**Requirement:** Using the listing below, show all lines that hold the word "hardening".

=-=-=-=-=

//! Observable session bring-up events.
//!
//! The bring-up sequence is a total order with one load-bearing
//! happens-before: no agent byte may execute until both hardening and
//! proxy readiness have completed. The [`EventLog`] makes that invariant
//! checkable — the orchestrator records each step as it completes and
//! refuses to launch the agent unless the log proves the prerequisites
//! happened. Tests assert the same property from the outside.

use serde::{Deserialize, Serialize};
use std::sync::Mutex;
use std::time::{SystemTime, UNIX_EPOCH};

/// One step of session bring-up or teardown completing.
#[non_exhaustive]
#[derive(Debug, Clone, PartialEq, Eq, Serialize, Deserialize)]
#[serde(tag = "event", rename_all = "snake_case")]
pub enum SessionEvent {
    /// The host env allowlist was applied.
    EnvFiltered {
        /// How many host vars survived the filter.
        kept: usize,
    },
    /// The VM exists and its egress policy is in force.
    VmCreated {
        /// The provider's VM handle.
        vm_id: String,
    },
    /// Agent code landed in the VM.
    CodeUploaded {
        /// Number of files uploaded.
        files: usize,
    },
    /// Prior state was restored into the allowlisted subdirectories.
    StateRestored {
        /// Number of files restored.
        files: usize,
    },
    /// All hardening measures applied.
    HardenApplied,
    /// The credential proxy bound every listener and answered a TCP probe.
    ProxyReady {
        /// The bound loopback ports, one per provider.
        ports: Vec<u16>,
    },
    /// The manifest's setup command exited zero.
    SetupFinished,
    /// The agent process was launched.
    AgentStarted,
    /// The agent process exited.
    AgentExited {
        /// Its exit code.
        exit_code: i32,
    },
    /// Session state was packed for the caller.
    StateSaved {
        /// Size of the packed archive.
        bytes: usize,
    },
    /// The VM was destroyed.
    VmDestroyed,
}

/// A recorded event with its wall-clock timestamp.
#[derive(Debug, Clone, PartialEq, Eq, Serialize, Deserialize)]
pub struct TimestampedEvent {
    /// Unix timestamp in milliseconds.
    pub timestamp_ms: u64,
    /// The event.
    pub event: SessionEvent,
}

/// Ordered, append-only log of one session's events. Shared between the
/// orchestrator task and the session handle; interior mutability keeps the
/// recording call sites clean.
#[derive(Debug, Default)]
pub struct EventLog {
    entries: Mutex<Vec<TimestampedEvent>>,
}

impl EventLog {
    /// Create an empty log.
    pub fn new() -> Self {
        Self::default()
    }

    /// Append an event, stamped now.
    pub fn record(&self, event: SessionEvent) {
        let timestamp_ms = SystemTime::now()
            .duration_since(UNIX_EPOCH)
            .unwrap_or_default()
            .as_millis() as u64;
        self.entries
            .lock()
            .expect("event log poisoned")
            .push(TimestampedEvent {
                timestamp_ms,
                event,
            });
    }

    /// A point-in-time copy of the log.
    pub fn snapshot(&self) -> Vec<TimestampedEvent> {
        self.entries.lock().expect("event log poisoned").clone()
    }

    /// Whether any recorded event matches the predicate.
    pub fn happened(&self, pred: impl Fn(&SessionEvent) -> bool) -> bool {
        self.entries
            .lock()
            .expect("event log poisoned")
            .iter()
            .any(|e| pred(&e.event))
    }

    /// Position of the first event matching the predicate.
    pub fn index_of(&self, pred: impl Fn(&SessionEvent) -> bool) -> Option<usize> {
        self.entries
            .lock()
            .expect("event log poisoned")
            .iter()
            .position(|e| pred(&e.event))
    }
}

=-=-=-=-=

**Answer space:**
//! happens-before: no agent byte may execute until both hardening and
    /// All hardening measures applied.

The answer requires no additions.